INPUT DATA START

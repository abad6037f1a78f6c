//! Session primitives: the import state machine's states, the progress event
//! stream, and the cancellation signal.

use std::fmt;

use serde::Serialize;
use tokio::sync::watch;

#[derive(Debug, Clone, Copy, PartialEq, Eq, Serialize)]
#[serde(rename_all = "snake_case")]
pub enum ImportState {
    Idle,
    Loading,
    Loaded,
    Parsing,
    Done,
    Error,
}

impl ImportState {
    pub fn as_str(&self) -> &'static str {
        match self {
            ImportState::Idle => "idle",
            ImportState::Loading => "loading",
            ImportState::Loaded => "loaded",
            ImportState::Parsing => "parsing",
            ImportState::Done => "done",
            ImportState::Error => "error",
        }
    }

    /// A phase is in flight; only a reset may interrupt it.
    pub fn is_busy(&self) -> bool {
        matches!(self, ImportState::Loading | ImportState::Parsing)
    }
}

impl fmt::Display for ImportState {
    fn fmt(&self, f: &mut fmt::Formatter<'_>) -> fmt::Result {
        f.write_str(self.as_str())
    }
}

#[derive(Debug, Clone, Copy, PartialEq, Eq, Serialize)]
#[serde(rename_all = "snake_case")]
pub enum Phase {
    Loading,
    Parsing,
}

#[derive(Debug, Clone, Copy, PartialEq, Serialize)]
pub struct ProgressEvent {
    pub phase: Phase,
    /// In `[0, 1]`, never decreasing within a phase.
    pub fraction: f32,
}

/// Single writer of a session's progress. Subscribers see the latest event
/// only; `None` means no phase has started since the last reset.
pub struct ProgressReporter {
    tx: watch::Sender<Option<ProgressEvent>>,
}

impl ProgressReporter {
    pub fn new() -> Self {
        let (tx, _rx) = watch::channel(None);
        Self { tx }
    }

    pub fn subscribe(&self) -> watch::Receiver<Option<ProgressEvent>> {
        self.tx.subscribe()
    }

    pub fn current(&self) -> Option<ProgressEvent> {
        *self.tx.borrow()
    }

    /// Starts `phase` at 0.
    pub fn begin(&self, phase: Phase) {
        self.tx.send_replace(Some(ProgressEvent {
            phase,
            fraction: 0.0,
        }));
    }

    /// Moves the current phase forward. Backward moves and updates for a phase
    /// that is not current are dropped.
    pub fn advance(&self, phase: Phase, fraction: f32) {
        let fraction = fraction.clamp(0.0, 1.0);
        self.tx.send_if_modified(|current| match current {
            Some(event) if event.phase == phase && fraction > event.fraction => {
                event.fraction = fraction;
                true
            }
            _ => false,
        });
    }

    pub fn clear(&self) {
        self.tx.send_replace(None);
    }
}

impl Default for ProgressReporter {
    fn default() -> Self {
        Self::new()
    }
}

/// Epoch-based cancellation. Work captures the epoch when it starts and is
/// cancelled as soon as the epoch moves on.
pub struct CancelSignal {
    tx: watch::Sender<u64>,
}

impl CancelSignal {
    pub fn new() -> Self {
        let (tx, _rx) = watch::channel(0);
        Self { tx }
    }

    pub fn epoch(&self) -> u64 {
        *self.tx.borrow()
    }

    /// Cancels everything started under the current epoch.
    pub fn cancel(&self) -> u64 {
        self.tx.send_modify(|epoch| *epoch += 1);
        self.epoch()
    }

    pub fn is_current(&self, epoch: u64) -> bool {
        self.epoch() == epoch
    }

    /// Resolves once `epoch` has been cancelled.
    pub async fn cancelled(&self, epoch: u64) {
        let mut rx = self.tx.subscribe();
        // The sender lives as long as `self`, so this only errors on teardown.
        let _ = rx.wait_for(|current| *current != epoch).await;
    }
}

impl Default for CancelSignal {
    fn default() -> Self {
        Self::new()
    }
}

INPUT DATA END

ASSIGNMENT: For every line above that includes the string "ProgressReporter", copy the line.

REPLY:
pub struct ProgressReporter {
impl ProgressReporter {
impl Default for ProgressReporter {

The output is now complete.